Programming terminology Memes

Posts tagged with Programming terminology

The Syntax Pedant's TED Talk

The Syntax Pedant's TED Talk
The hill programmers are willing to die on: proper syntax terminology. Nothing triggers a developer faster than hearing someone call parentheses "brackets" during code review. It's the same energy as correcting someone's grammar in the YouTube comments section. The mock TED Talk format just makes it *chef's kiss* - because we all know that person who treats basic programming knowledge like they're delivering revolutionary wisdom to the masses.

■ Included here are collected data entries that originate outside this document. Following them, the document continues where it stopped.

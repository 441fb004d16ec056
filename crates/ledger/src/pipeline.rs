use chrono::NaiveDate;
use pesa_core::{DateWindow, Money, Transaction};
use pesa_import::CategoryRuleEngine;
use std::collections::BTreeMap;
use std::fmt;
use std::io::Write;

use crate::balance::BalanceTracker;
use crate::entry::{LedgerEntry, LedgerError};
use crate::format::LedgerFormatter;

/// What a ledger run wrote.
#[derive(Debug, Clone, Default, PartialEq)]
pub struct RunSummary {
    pub transactions: usize,
    /// Transactions no rule matched.
    pub uncategorized: usize,
    pub first_date: Option<NaiveDate>,
    pub last_date: Option<NaiveDate>,
    pub account_totals: BTreeMap<String, Money>,
    /// Cash balance before the first transaction written.
    pub opening_balance: Option<Money>,
    pub closing_balance: Option<Money>,
}

impl RunSummary {
    pub fn is_empty(&self) -> bool {
        self.transactions == 0
    }
}

impl fmt::Display for RunSummary {
    fn fmt(&self, f: &mut fmt::Formatter<'_>) -> fmt::Result {
        match (self.first_date, self.last_date) {
            (Some(first), Some(last)) => write!(
                f,
                "Processed {} transactions from {} to {}",
                self.transactions, first, last
            ),
            _ => write!(f, "Processed 0 transactions"),
        }
    }
}

/// Filters, categorizes, tracks and writes `transactions` in one pass.
///
/// Rows dated before the window only seed the running balance. When the
/// opening balance is non-zero an `Opening balance` entry precedes the
/// first transaction, so every balance assertion holds against the
/// postings. Entries are held back only until that balance is known.
///
/// Nothing is written when the window holds no transactions, not even the
/// account header.
pub fn write_ledger<I, W>(
    transactions: I,
    engine: &CategoryRuleEngine,
    window: DateWindow,
    formatter: &LedgerFormatter,
    writer: &mut W,
) -> Result<RunSummary, LedgerError>
where
    I: IntoIterator<Item = Transaction>,
    W: Write,
{
    let mut rows = transactions.into_iter().peekable();
    let mut tracker = BalanceTracker::new();
    let mut primed = 0usize;
    while let Some(tx) = rows.next_if(|tx| tx.date < window.start()) {
        tracker.prime(&tx);
        primed += 1;
    }

    let categorized = window.filter(rows).map(|tx| engine.resolve(tx));
    let mut tracked = tracker.track(categorized);
    let mut summary = RunSummary::default();
    let mut pending: Vec<LedgerEntry> = Vec::new();
    let mut opened = false;

    while let Some(item) = tracked.next() {
        let entry = formatter.entry_for(&item)?;
        if summary.first_date.is_none() && formatter.options().declare_accounts {
            formatter.write_header(writer, engine.accounts())?;
        }
        summary.first_date.get_or_insert(entry.date);
        summary.last_date = Some(entry.date);

        if opened {
            formatter.write_entry(writer, &entry)?;
            continue;
        }
        pending.push(entry);
        if let (Some(opening), Some(first)) = (tracked.tracker().opening_balance(), summary.first_date) {
            if !opening.is_zero() {
                formatter.write_entry(writer, &formatter.opening_entry(first, opening)?)?;
            }
            for entry in pending.drain(..) {
                formatter.write_entry(writer, &entry)?;
            }
            opened = true;
        }
    }
    // No balance anywhere in the window: no assertions to satisfy.
    for entry in pending.drain(..) {
        formatter.write_entry(writer, &entry)?;
    }
    writer.flush()?;

    let tracker = tracked.into_tracker();
    summary.transactions = tracker.count();
    summary.uncategorized = tracker.default_count();
    summary.opening_balance = tracker.opening_balance();
    summary.closing_balance = tracker.closing_balance();
    summary.account_totals = tracker.account_totals().clone();

    tracing::info!(
        window = %window,
        transactions = summary.transactions,
        uncategorized = summary.uncategorized,
        before_window = primed,
        "ledger written"
    );
    Ok(summary)
}
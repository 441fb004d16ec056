use serde::{Deserialize, Serialize};
use std::fmt;
use thiserror::Error;

/// Balancing account every statement transaction is posted against.
pub const DEFAULT_CASH_ACCOUNT: &str = "Assets:Checking:Mpesa";

pub const DEFAULT_CURRENCY: &str = "KES";

/// Counter-account of the opening balance entry.
pub const DEFAULT_OPENING_ACCOUNT: &str = "Equity:Opening Balances";

#[derive(Debug, Clone, Copy, PartialEq, Eq, PartialOrd, Ord, Serialize, Deserialize)]
pub enum AccountType {
    Asset,
    Liability,
    Equity,
    Income,
    Expense,
}

impl fmt::Display for AccountType {
    fn fmt(&self, f: &mut fmt::Formatter<'_>) -> fmt::Result {
        match self {
            AccountType::Asset => write!(f, "Asset"),
            AccountType::Liability => write!(f, "Liability"),
            AccountType::Equity => write!(f, "Equity"),
            AccountType::Income => write!(f, "Income"),
            AccountType::Expense => write!(f, "Expense"),
        }
    }
}

impl AccountType {
    /// Classifies a ledger account by its top-level segment, e.g.
    /// `Expenses:Transport` is an expense. Unknown roots yield `None`.
    pub fn of(account: &str) -> Option<Self> {
        let root = account.split(':').next()?.trim().to_lowercase();
        match root.as_str() {
            "assets" | "asset" => Some(AccountType::Asset),
            "liabilities" | "liability" => Some(AccountType::Liability),
            "equity" => Some(AccountType::Equity),
            "income" | "revenue" | "revenues" => Some(AccountType::Income),
            "expenses" | "expense" => Some(AccountType::Expense),
            _ => None,
        }
    }
}

#[derive(Debug, Clone, Error, PartialEq, Eq)]
pub enum AccountNameError {
    #[error("account name is empty")]
    Empty,
    #[error("account name contains a tab")]
    Tab,
    #[error("account name contains two consecutive spaces")]
    DoubleSpace,
    #[error("account name has an empty segment")]
    EmptySegment,
}

/// Checks that `name` can be written as a ledger posting account.
///
/// Ledger separates the account from the amount with a tab or two spaces,
/// so neither may appear inside the name.
pub fn validate_account_name(name: &str) -> Result<(), AccountNameError> {
    if name.trim().is_empty() {
        return Err(AccountNameError::Empty);
    }
    if name.contains('\t') {
        return Err(AccountNameError::Tab);
    }
    if name.contains("  ") {
        return Err(AccountNameError::DoubleSpace);
    }
    if name.split(':').any(|segment| segment.trim().is_empty()) {
        return Err(AccountNameError::EmptySegment);
    }
    Ok(())
}
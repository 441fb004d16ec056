pub mod expr;
pub mod rules;
pub mod statement;
pub(crate) mod util;

pub use expr::{Condition, EvaluationError, ExprError};
pub use rules::{CategorizationConfig, CategoryRule, CategoryRuleEngine, ConfigError, MatchType, Rule};
pub use statement::{parse_statement, read_statement, StatementError};
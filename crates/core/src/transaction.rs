use chrono::{NaiveDate, NaiveTime};
use serde::{Deserialize, Serialize};

use super::money::Money;

/// One record from the statement, as produced by extraction.
///
/// `amount` is positive for outflows and negative for inflows. `balance`
/// is the running wallet balance reported by the statement, when it has one.
#[derive(Debug, Clone, PartialEq, Serialize, Deserialize)]
pub struct Transaction {
    pub date: NaiveDate,
    pub time: Option<NaiveTime>,
    pub reference: Option<String>,
    pub description: String,
    pub amount: Money,
    pub balance: Option<Money>,
}

impl Transaction {
    pub fn new(date: NaiveDate, description: impl Into<String>, amount: Money) -> Self {
        Transaction {
            date,
            time: None,
            reference: None,
            description: description.into(),
            amount,
            balance: None,
        }
    }

    pub fn with_balance(mut self, balance: Money) -> Self {
        self.balance = Some(balance);
        self
    }

    pub fn with_time(mut self, time: NaiveTime) -> Self {
        self.time = Some(time);
        self
    }

    pub fn with_reference(mut self, reference: impl Into<String>) -> Self {
        self.reference = Some(reference.into());
        self
    }
}

/// A transaction together with the account the rules resolved it to.
#[derive(Debug, Clone, PartialEq, Serialize, Deserialize)]
pub struct CategorizedTransaction {
    pub transaction: Transaction,
    pub account: String,
    /// Position of the matching rule, `None` when the default account was used.
    pub rule_index: Option<usize>,
}

impl CategorizedTransaction {
    pub fn is_default(&self) -> bool {
        self.rule_index.is_none()
    }
}

/// Anything that sits on a calendar date, so it can be windowed.
pub trait Dated {
    fn date(&self) -> NaiveDate;
}

impl Dated for Transaction {
    fn date(&self) -> NaiveDate {
        self.date
    }
}

impl Dated for CategorizedTransaction {
    fn date(&self) -> NaiveDate {
        self.transaction.date
    }
}

impl<T: Dated> Dated for &T {
    fn date(&self) -> NaiveDate {
        (*self).date()
    }
}
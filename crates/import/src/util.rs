/// Levenshtein edit distance over chars, two-row formulation.
pub fn edit_distance(s1: &str, s2: &str) -> usize {
    let a: Vec<char> = s1.chars().collect();
    let b: Vec<char> = s2.chars().collect();

    if a.is_empty() {
        return b.len();
    }
    if b.is_empty() {
        return a.len();
    }

    let mut prev: Vec<usize> = (0..=b.len()).collect();
    let mut curr = vec![0usize; b.len() + 1];

    for (i, ca) in a.iter().enumerate() {
        curr[0] = i + 1;
        for (j, cb) in b.iter().enumerate() {
            let cost = usize::from(ca != cb);
            curr[j + 1] = (prev[j + 1] + 1).min(curr[j] + 1).min(prev[j] + cost);
        }
        std::mem::swap(&mut prev, &mut curr);
    }

    prev[b.len()]
}

/// The candidate closest to `name`, compared case-insensitively, if it is
/// within a third of the name's length in edits.
pub fn closest_match<'a, I>(name: &str, candidates: I) -> Option<&'a str>
where
    I: IntoIterator<Item = &'a String>,
{
    let needle = name.to_lowercase();
    let budget = (needle.chars().count() / 3).max(1);
    candidates
        .into_iter()
        .map(|c| (edit_distance(&needle, &c.to_lowercase()), c))
        .filter(|(d, _)| *d <= budget)
        .min_by_key(|(d, _)| *d)
        .map(|(_, c)| c.as_str())
}
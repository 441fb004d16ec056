use chrono::NaiveDate;
use pesa_core::{Money, DEFAULT_CASH_ACCOUNT, DEFAULT_CURRENCY, DEFAULT_OPENING_ACCOUNT};
use std::io::Write;

use crate::balance::TrackedTransaction;
use crate::entry::{LedgerEntry, LedgerError, Posting};

const INDENT: &str = "    ";

#[derive(Debug, Clone, PartialEq, Eq)]
pub struct FormatOptions {
    /// Account every transaction balances against.
    pub cash_account: String,
    /// Counter-account of the opening balance entry.
    pub opening_account: String,
    pub currency: String,
    pub account_width: usize,
    pub amount_width: usize,
    /// Emit `; Receipt:` and `; Time:` comment lines.
    pub metadata: bool,
    /// Start the journal with `account` directives.
    pub declare_accounts: bool,
}

impl Default for FormatOptions {
    fn default() -> Self {
        Self {
            cash_account: DEFAULT_CASH_ACCOUNT.to_string(),
            opening_account: DEFAULT_OPENING_ACCOUNT.to_string(),
            currency: DEFAULT_CURRENCY.to_string(),
            account_width: 45,
            amount_width: 15,
            metadata: true,
            declare_accounts: false,
        }
    }
}

/// Renders entries as ledger-cli journal text. Output depends only on the
/// entry and the options.
#[derive(Debug, Clone, Default)]
pub struct LedgerFormatter {
    options: FormatOptions,
}

impl LedgerFormatter {
    pub fn new(options: FormatOptions) -> Self {
        Self { options }
    }

    pub fn options(&self) -> &FormatOptions {
        &self.options
    }

    /// Builds the balanced entry for a tracked transaction. The cash
    /// posting carries the day's closing balance when it is the last
    /// transaction of its date.
    pub fn entry_for(&self, tracked: &TrackedTransaction) -> Result<LedgerEntry, LedgerError> {
        let mut entry = LedgerEntry::from_categorized(&tracked.transaction, &self.options.cash_account);
        if let Some(balance) = tracked.day_close_balance() {
            entry.assert_balance(&self.options.cash_account, balance);
        }
        entry.validate()
    }

    /// Entry that sets the cash account to `balance` before the first
    /// transaction, asserting the result.
    pub fn opening_entry(&self, date: NaiveDate, balance: Money) -> Result<LedgerEntry, LedgerError> {
        let cash = &self.options.cash_account;
        let mut entry = LedgerEntry::opening(date, balance, cash, &self.options.opening_account);
        entry.assert_balance(cash, balance);
        entry.validate()
    }

    pub fn render_entry(&self, entry: &LedgerEntry) -> String {
        let mut out = String::new();
        let description = normalize(&entry.description);
        if description.is_empty() {
            out.push_str(&format!("{} *\n", entry.date));
        } else {
            out.push_str(&format!("{} * {}\n", entry.date, description));
        }

        if self.options.metadata {
            if let Some(reference) = entry.reference.as_deref().map(normalize).filter(|r| !r.is_empty()) {
                out.push_str(&format!("{INDENT}; Receipt: {reference}\n"));
            }
            if let Some(time) = entry.time {
                out.push_str(&format!("{INDENT}; Time: {}\n", time.format("%H:%M:%S")));
            }
        }

        for posting in &entry.postings {
            out.push_str(&self.render_posting(posting));
            out.push('\n');
        }
        out.push('\n');
        out
    }

    fn render_posting(&self, posting: &Posting) -> String {
        let amount = posting.amount.to_string();
        let account_len = posting.account.chars().count();
        // Ledger needs two spaces between the account and the amount.
        let gap = (self.options.account_width.saturating_sub(account_len)
            + 1
            + self.options.amount_width.saturating_sub(amount.len()))
        .max(2);

        let mut line = format!(
            "{INDENT}{}{}{} {}",
            posting.account,
            " ".repeat(gap),
            amount,
            self.options.currency
        );
        if let Some(balance) = posting.balance_assertion {
            line.push_str(&format!(" = {} {}", balance, self.options.currency));
        }
        line
    }

    pub fn write_entry<W: Write>(&self, writer: &mut W, entry: &LedgerEntry) -> Result<(), LedgerError> {
        writer.write_all(self.render_entry(entry).as_bytes())?;
        Ok(())
    }

    /// Writes `account` directives for the cash and opening accounts and
    /// then `accounts` in the given order, skipping repeats.
    pub fn write_header<W: Write>(&self, writer: &mut W, accounts: &[String]) -> Result<(), LedgerError> {
        let mut seen: Vec<&str> = vec![self.options.cash_account.as_str()];
        if self.options.opening_account != self.options.cash_account {
            seen.push(&self.options.opening_account);
        }
        for account in accounts {
            if !seen.contains(&account.as_str()) {
                seen.push(account);
            }
        }
        for account in seen {
            writeln!(writer, "account {account}")?;
        }
        writeln!(writer)?;
        Ok(())
    }
}

fn normalize(text: &str) -> String {
    text.split_whitespace().collect::<Vec<_>>().join(" ")
}
pub mod balance;
pub mod entry;
pub mod format;
pub mod pipeline;

pub use balance::{BalanceTracker, Tracked, TrackedTransaction};
pub use entry::{LedgerEntry, LedgerError, Posting};
pub use format::{FormatOptions, LedgerFormatter};
pub use pipeline::{write_ledger, RunSummary};
use serde::Serialize;
use serde_json::Value;
use std::fmt;

/// Top-level structure of an inbound document.
#[derive(Debug, Clone, Copy, PartialEq, Eq, Serialize)]
#[serde(rename_all = "snake_case")]
pub enum EnvelopeShape {
    /// `result.input.payload.hits.hits[]` holding SIEM hits.
    NestedWrapped,
    /// Top-level `hits[]` holding flat alerts.
    FlatHitsArray,
    /// The body itself is an array of hits.
    BareHitsArray,
    /// Telemetry: one object or an array of objects.
    SingleObjectOrArray,
}

impl EnvelopeShape {
    /// Shape assumed for a hit that carries neither `_source` nor `timestamp`.
    pub fn default_hit_shape(self) -> HitShape {
        match self {
            EnvelopeShape::FlatHitsArray => HitShape::Flat,
            EnvelopeShape::NestedWrapped
            | EnvelopeShape::BareHitsArray
            | EnvelopeShape::SingleObjectOrArray => HitShape::Nested,
        }
    }
}

impl fmt::Display for EnvelopeShape {
    fn fmt(&self, f: &mut fmt::Formatter<'_>) -> fmt::Result {
        let name = match self {
            EnvelopeShape::NestedWrapped => "nested_wrapped",
            EnvelopeShape::FlatHitsArray => "flat_hits_array",
            EnvelopeShape::BareHitsArray => "bare_hits_array",
            EnvelopeShape::SingleObjectOrArray => "single_object_or_array",
        };
        f.write_str(name)
    }
}

/// Layout of a single hit, sniffed per element.
#[derive(Debug, Clone, Copy, PartialEq, Eq, Serialize)]
#[serde(rename_all = "snake_case")]
pub enum HitShape {
    Nested,
    Flat,
}

#[derive(Debug, Clone, PartialEq)]
pub struct ResolvedHits {
    pub shape: Option<EnvelopeShape>,
    pub hits: Vec<Value>,
}

impl ResolvedHits {
    pub fn none() -> Self {
        Self {
            shape: None,
            hits: Vec::new(),
        }
    }

    pub fn is_empty(&self) -> bool {
        self.hits.is_empty()
    }
}
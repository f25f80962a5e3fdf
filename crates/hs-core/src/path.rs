//! Null-tolerant traversal of untyped JSON.

use serde_json::Value;

/// Follows `path` through nested objects. A missing key, a non-object
/// intermediate, or a JSON `null` at the end all resolve to `None`.
pub fn lookup<'a>(value: &'a Value, path: &[&str]) -> Option<&'a Value> {
    let found = path
        .iter()
        .try_fold(value, |current, key| current.as_object()?.get(*key))?;
    if found.is_null() { None } else { Some(found) }
}

/// Like [`lookup`], rendering the found value as text. Strings are returned
/// verbatim, other scalars through their JSON text, and arrays or objects as
/// compact JSON. Empty arrays and objects carry nothing and are absent.
pub fn lookup_text(value: &Value, path: &[&str]) -> Option<String> {
    lookup(value, path)
        .filter(|found| !is_empty_container(found))
        .map(render_text)
}

fn is_empty_container(value: &Value) -> bool {
    match value {
        Value::Array(items) => items.is_empty(),
        Value::Object(map) => map.is_empty(),
        _ => false,
    }
}

pub fn render_text(value: &Value) -> String {
    match value {
        Value::String(text) => text.clone(),
        other => other.to_string(),
    }
}
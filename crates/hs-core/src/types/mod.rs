pub mod alert;
pub mod envelope;
pub mod table;
pub mod telemetry;

pub use alert::{AlertDraft, AlertRecord, DEFAULT_SEVERITY};
pub use envelope::{EnvelopeShape, HitShape, ResolvedHits};
pub use table::TableName;
pub use telemetry::{TelemetryDraft, TelemetryRecord};

/// Canonical records derived from one request, in resolved order.
#[derive(Debug, Clone, PartialEq)]
pub struct Batch<R> {
    pub records: Vec<R>,
    pub skipped: usize,
}

impl<R> Batch<R> {
    pub fn len(&self) -> usize {
        self.records.len()
    }

    pub fn is_empty(&self) -> bool {
        self.records.is_empty()
    }
}

/// Outcome of a committed batch.
#[derive(Debug, Clone, Copy, PartialEq, Eq)]
pub struct IngestSummary {
    pub inserted: usize,
    pub skipped: usize,
}
pub mod alerts;
pub mod config;
pub mod error;
pub mod ingest;
pub mod normalize;
pub mod path;
pub mod resolve;
pub mod store;
pub mod telemetry;
pub mod validation;

pub mod types;

pub use crate::config::Settings;
pub use crate::error::{IngestError, RequestError, StoreError};
pub use crate::ingest::{Ingestor, RequestContext};
pub use crate::store::Store;
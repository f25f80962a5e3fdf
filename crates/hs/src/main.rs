use clap::{Parser, Subcommand};
use hs_core::Settings;
use std::net::SocketAddr;
use std::path::PathBuf;
use std::process::ExitCode;
use tracing::{error, info};
use tracing_subscriber::{EnvFilter, fmt, prelude::*};

#[derive(Parser)]
#[command(name = "hs", about = "Security alert and telemetry webhook receiver")]
struct Cli {
    #[command(subcommand)]
    command: Command,
}

#[derive(Subcommand)]
enum Command {
    /// Create the destination tables if needed, then accept webhooks.
    Serve {
        #[arg(long)]
        config: Option<PathBuf>,
    },
    /// Create the destination tables if needed.
    InitDb {
        #[arg(long)]
        config: Option<PathBuf>,
    },
    /// Print the OpenAPI document.
    Openapi,
}

fn load_settings(path: Option<PathBuf>) -> Result<Settings, ExitCode> {
    Settings::load(path.as_deref()).map_err(|err| {
        eprintln!("failed to load configuration: {err}");
        ExitCode::FAILURE
    })
}

fn init_tracing(settings: &Settings) {
    tracing_subscriber::registry()
        .with(fmt::layer())
        .with(EnvFilter::try_from_default_env().unwrap_or_else(|_| EnvFilter::new(&settings.log)))
        .init();
}

fn init_db(settings: &Settings) -> Result<(), ExitCode> {
    hs_db::schema::connect_and_bootstrap(&settings.db, &settings.tables)
        .map(drop)
        .map_err(|err| {
            error!("database setup failed: {err}");
            ExitCode::FAILURE
        })
}

#[tokio::main]
async fn main() -> ExitCode {
    let cli = Cli::parse();
    let result = match cli.command {
        Command::Serve { config } => serve(config).await,
        Command::InitDb { config } => load_settings(config).and_then(|settings| {
            init_tracing(&settings);
            init_db(&settings)
        }),
        Command::Openapi => {
            println!("{}", hs_serve::openapi::generate_spec());
            Ok(())
        }
    };
    match result {
        Ok(()) => ExitCode::SUCCESS,
        Err(code) => code,
    }
}

async fn serve(config: Option<PathBuf>) -> Result<(), ExitCode> {
    let settings = load_settings(config)?;
    init_tracing(&settings);
    info!(db = ?settings.db, tables = ?settings.tables, "starting hooksink");

    let addr: SocketAddr = settings.bind.parse().map_err(|err| {
        error!(bind = %settings.bind, "invalid bind address: {err}");
        ExitCode::FAILURE
    })?;
    init_db(&settings)?;

    let state = hs_serve::AppState::new(settings);
    hs_serve::serve(state, addr).await.map_err(|err| {
        error!("serve error: {err}");
        ExitCode::FAILURE
    })
}
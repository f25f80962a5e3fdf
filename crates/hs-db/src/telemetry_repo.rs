use hs_core::error::StoreError;
use hs_core::telemetry::TelemetryRepository;
use hs_core::types::{TableName, TelemetryRecord};
use rusqlite::Connection;

pub struct TelemetryRepo<'a> {
    pub conn: &'a Connection,
    pub table: &'a TableName,
}

impl<'a> TelemetryRepo<'a> {
    pub fn new(conn: &'a Connection, table: &'a TableName) -> Self {
        Self { conn, table }
    }
}

impl TelemetryRepository for TelemetryRepo<'_> {
    fn insert(&self, record: &TelemetryRecord) -> Result<(), StoreError> {
        let sql = format!(
            "INSERT INTO {} (button_toggle, event_time, light) VALUES (?1, ?2, ?3)",
            self.table
        );
        let mut stmt = self
            .conn
            .prepare_cached(&sql)
            .map_err(|err| StoreError::Insert {
                message: err.to_string(),
            })?;
        stmt.execute((record.button_toggle, record.event_time.as_str(), record.light))
            .map_err(|err| StoreError::Insert {
                message: err.to_string(),
            })?;
        Ok(())
    }

    fn list(&self) -> Result<Vec<TelemetryRecord>, StoreError> {
        let sql = format!(
            "SELECT button_toggle, event_time, light FROM {} ORDER BY id ASC",
            self.table
        );
        let mut stmt = self.conn.prepare(&sql).map_err(|err| StoreError::Query {
            message: err.to_string(),
        })?;
        let rows = stmt
            .query_map([], |row| {
                Ok(TelemetryRecord {
                    button_toggle: row.get(0)?,
                    event_time: row.get(1)?,
                    light: row.get(2)?,
                })
            })
            .map_err(|err| StoreError::Query {
                message: err.to_string(),
            })?;
        rows.collect::<Result<Vec<_>, _>>()
            .map_err(|err| StoreError::Query {
                message: err.to_string(),
            })
    }
}
pub mod correlation;
use serde::{Deserialize, Serialize};

pub const DEFAULT_SEVERITY: &str = "unknown";

/// Alert fields as extracted from a hit, before completeness checks.
#[derive(Debug, Clone, PartialEq, Eq, Serialize)]
pub struct AlertDraft {
    pub timestamp: Option<String>,
    pub alert_name: Option<String>,
    pub source_ip: Option<String>,
    pub severity: String,
}

#[derive(Debug, Clone, PartialEq, Eq, Serialize, Deserialize)]
pub struct AlertRecord {
    pub timestamp: String,
    pub alert_name: String,
    pub source_ip: String,
    pub severity: String,
}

Fork Children, Kill Processes

Fork Children, Kill Processes
The classic Unix terminology strikes again! In operating systems like Linux, fork() creates a child process and kill terminates a process. So when programmers casually discuss "killing child processes" or "forking children," it sounds completely normal to us but absolutely horrifying to everyone else. It's the perfect example of why programmers should never discuss work at dinner parties unless they want to end up on some kind of watchlist.

We're Different!

We're Different!
Classic case of two developers using the same word to mean completely different things. He's talking about data structures (binary trees) while she's thinking of actual trees with leaves and branches. Happens all the time in standup meetings when someone says they're "working on branches" and half the room thinks Git while the other half assumes they're outside doing yard work.

Midnight Git Terminology Crisis

Midnight Git Terminology Crisis
The brain's midnight existential crisis about Git terminology strikes again! That moment when your neurons refuse to shut down because they've discovered the ultimate version control paradox: you're requesting to pull code that you're actually trying to push . The terminology comes from the maintainer's perspective - they're "pulling" your changes into the main repo. But from your perspective, you're desperately trying to shove your 3AM code refactoring into the codebase before anyone notices those 47 TODOs you left behind.

Now It Makes Sense

Now It Makes Sense
The eternal database developer dilemma: Do I use CRUD (Create, Retrieve, Update, Delete) like a civilized human being, or do I embrace the dark side with FUCK (Find, Update, Create, Kill)? Sure, they're basically the same operations with different names, but one makes you sound professional in meetings while the other accurately describes how you feel at 3 AM when the production database is on fire. The face transition from confusion to enlightenment is every developer realizing that programming terminology is just angry synonyms in a trench coat.